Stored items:
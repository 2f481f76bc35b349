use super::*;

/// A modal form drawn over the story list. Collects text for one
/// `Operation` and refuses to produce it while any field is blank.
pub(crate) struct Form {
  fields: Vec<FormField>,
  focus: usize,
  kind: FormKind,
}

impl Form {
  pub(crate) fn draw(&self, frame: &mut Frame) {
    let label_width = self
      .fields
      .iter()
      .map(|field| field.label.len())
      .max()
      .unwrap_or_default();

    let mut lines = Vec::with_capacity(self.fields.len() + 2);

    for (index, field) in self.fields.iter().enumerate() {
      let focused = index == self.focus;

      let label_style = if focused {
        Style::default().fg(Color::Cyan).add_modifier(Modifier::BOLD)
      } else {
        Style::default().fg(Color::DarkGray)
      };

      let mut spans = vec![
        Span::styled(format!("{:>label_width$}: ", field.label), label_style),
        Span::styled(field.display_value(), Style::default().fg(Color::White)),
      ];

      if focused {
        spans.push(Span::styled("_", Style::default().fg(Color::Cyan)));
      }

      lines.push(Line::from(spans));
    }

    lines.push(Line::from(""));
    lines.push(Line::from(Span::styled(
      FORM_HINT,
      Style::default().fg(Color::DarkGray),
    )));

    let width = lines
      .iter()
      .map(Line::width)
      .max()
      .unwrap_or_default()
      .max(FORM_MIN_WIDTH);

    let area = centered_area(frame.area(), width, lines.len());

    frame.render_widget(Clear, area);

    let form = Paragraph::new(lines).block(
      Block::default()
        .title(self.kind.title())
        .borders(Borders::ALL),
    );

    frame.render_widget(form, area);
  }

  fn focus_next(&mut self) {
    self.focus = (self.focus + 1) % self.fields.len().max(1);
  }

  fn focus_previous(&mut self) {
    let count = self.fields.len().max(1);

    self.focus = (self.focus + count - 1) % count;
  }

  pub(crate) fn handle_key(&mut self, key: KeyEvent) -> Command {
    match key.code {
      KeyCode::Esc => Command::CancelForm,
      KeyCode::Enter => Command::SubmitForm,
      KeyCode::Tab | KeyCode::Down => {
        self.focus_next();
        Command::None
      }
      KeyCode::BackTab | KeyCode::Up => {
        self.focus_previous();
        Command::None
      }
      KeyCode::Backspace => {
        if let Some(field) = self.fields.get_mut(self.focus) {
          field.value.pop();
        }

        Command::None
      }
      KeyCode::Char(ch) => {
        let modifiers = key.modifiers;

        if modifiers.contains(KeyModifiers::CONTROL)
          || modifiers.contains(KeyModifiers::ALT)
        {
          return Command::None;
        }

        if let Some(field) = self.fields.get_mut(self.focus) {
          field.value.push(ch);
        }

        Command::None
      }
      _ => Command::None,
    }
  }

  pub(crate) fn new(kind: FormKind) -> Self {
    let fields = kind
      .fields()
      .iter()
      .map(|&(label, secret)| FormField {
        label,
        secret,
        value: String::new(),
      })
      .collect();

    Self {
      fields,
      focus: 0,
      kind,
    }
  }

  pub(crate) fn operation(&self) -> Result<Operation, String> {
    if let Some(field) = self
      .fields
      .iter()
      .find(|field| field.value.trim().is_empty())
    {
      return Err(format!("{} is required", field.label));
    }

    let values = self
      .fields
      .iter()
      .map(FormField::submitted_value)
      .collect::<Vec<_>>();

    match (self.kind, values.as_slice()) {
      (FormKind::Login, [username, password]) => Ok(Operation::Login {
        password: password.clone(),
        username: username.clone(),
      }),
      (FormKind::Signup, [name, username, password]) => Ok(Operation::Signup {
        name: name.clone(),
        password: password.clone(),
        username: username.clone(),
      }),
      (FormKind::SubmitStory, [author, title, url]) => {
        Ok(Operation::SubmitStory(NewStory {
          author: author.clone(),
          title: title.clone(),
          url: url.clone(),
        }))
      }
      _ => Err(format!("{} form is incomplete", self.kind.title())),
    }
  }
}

• AIM OF THE TASK: Please return exactly the lines that run from the line with "self.focus_next();" through the end of the records above, both included, and nothing more.

• FINISHED TASK:
        self.focus_next();
        Command::None
      }
      KeyCode::BackTab | KeyCode::Up => {
        self.focus_previous();
        Command::None
      }
      KeyCode::Backspace => {
        if let Some(field) = self.fields.get_mut(self.focus) {
          field.value.pop();
        }

        Command::None
      }
      KeyCode::Char(ch) => {
        let modifiers = key.modifiers;

        if modifiers.contains(KeyModifiers::CONTROL)
          || modifiers.contains(KeyModifiers::ALT)
        {
          return Command::None;
        }

        if let Some(field) = self.fields.get_mut(self.focus) {
          field.value.push(ch);
        }

        Command::None
      }
      _ => Command::None,
    }
  }

  pub(crate) fn new(kind: FormKind) -> Self {
    let fields = kind
      .fields()
      .iter()
      .map(|&(label, secret)| FormField {
        label,
        secret,
        value: String::new(),
      })
      .collect();

    Self {
      fields,
      focus: 0,
      kind,
    }
  }

  pub(crate) fn operation(&self) -> Result<Operation, String> {
    if let Some(field) = self
      .fields
      .iter()
      .find(|field| field.value.trim().is_empty())
    {
      return Err(format!("{} is required", field.label));
    }

    let values = self
      .fields
      .iter()
      .map(FormField::submitted_value)
      .collect::<Vec<_>>();

    match (self.kind, values.as_slice()) {
      (FormKind::Login, [username, password]) => Ok(Operation::Login {
        password: password.clone(),
        username: username.clone(),
      }),
      (FormKind::Signup, [name, username, password]) => Ok(Operation::Signup {
        name: name.clone(),
        password: password.clone(),
        username: username.clone(),
      }),
      (FormKind::SubmitStory, [author, title, url]) => {
        Ok(Operation::SubmitStory(NewStory {
          author: author.clone(),
          title: title.clone(),
          url: url.clone(),
        }))
      }
      _ => Err(format!("{} form is incomplete", self.kind.title())),
    }
  }
}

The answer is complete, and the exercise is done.